INFORMATION SHOWN: Begin
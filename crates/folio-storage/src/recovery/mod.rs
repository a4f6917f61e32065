//! Durability: the backup write-ahead log, its startup replay, and online
//! snapshot export.

pub mod backup_log;
pub mod replay;
pub mod snapshot;

pub use backup_log::{BackupEntry, BackupLog, BackupRecord, LogContents, RemovalReason};
pub use replay::{replay, ReplayReport};
pub use snapshot::export_snapshot;
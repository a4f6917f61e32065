//! Embedding providers selectable by `embedding.provider`.

mod hashing;

pub use hashing::HashingProvider;

use folio_core::config::EmbeddingConfig;
use folio_core::errors::{EmbeddingError, FolioResult};
use folio_core::traits::IEmbeddingProvider;

/// Build the provider named in the configuration.
pub fn create_provider(config: &EmbeddingConfig) -> FolioResult<Box<dyn IEmbeddingProvider>> {
    match config.provider.as_str() {
        "hashing" => Ok(Box::new(HashingProvider::new(config.dimensions))),
        other => Err(EmbeddingError::ProviderUnavailable {
            provider: other.to_string(),
        }
        .into()),
    }
}
//! Version store wrappers for timing-sensitive tests.

use std::sync::Arc;
use std::time::Duration;

use folio_core::errors::FolioResult;
use folio_core::models::{AddedVersion, ContentStats, QualityScore, StageTag, Version, VersionId};
use folio_core::traits::IVersionStore;
use folio_storage::StorageEngine;

/// Sleeps before every write, then delegates. Reads are immediate.
pub struct SlowStore {
    inner: Arc<StorageEngine>,
    delay: Duration,
}

impl SlowStore {
    pub fn new(inner: Arc<StorageEngine>, delay: Duration) -> Self {
        Self { inner, delay }
    }
}

impl IVersionStore for SlowStore {
    fn add_version(
        &self,
        content_id: &str,
        payload: &str,
        stage_tag: StageTag,
        quality_score: Option<QualityScore>,
    ) -> FolioResult<AddedVersion> {
        std::thread::sleep(self.delay);
        self.inner.add_version(content_id, payload, stage_tag, quality_score)
    }

    fn get_version(&self, content_id: &str, version_id: VersionId) -> FolioResult<Version> {
        self.inner.get_version(content_id, version_id)
    }

    fn list_versions(&self, content_id: &str) -> FolioResult<Vec<Version>> {
        self.inner.list_versions(content_id)
    }

    fn latest_version(&self, content_id: &str) -> FolioResult<Option<Version>> {
        self.inner.latest_version(content_id)
    }

    fn delete_content(&self, content_id: &str) -> FolioResult<Vec<VersionId>> {
        std::thread::sleep(self.delay);
        self.inner.delete_content(content_id)
    }

    fn stats(&self) -> FolioResult<ContentStats> {
        self.inner.stats()
    }
}
/// Storage-layer errors for SQLite operations.
#[derive(Debug, thiserror::Error)]
pub enum StorageError {
    #[error("SQLite error: {message}")]
    SqliteError { message: String },

    #[error("migration failed at version {version}: {reason}")]
    MigrationFailed { version: u32, reason: String },

    #[error("database corruption detected: {details}")]
    CorruptionDetected { details: String },

    #[error("backup log error at {path}: {reason}")]
    BackupLogFailed { path: String, reason: String },
}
INFORMATION SHOWN: End
INSTRUCTIONS TO FOLLOW. Some lines above contain the word "EmbeddingError". Copy each of them.

RESULT OF THIS TASK.
use folio_core::errors::{EmbeddingError, FolioResult};
        other => Err(EmbeddingError::ProviderUnavailable {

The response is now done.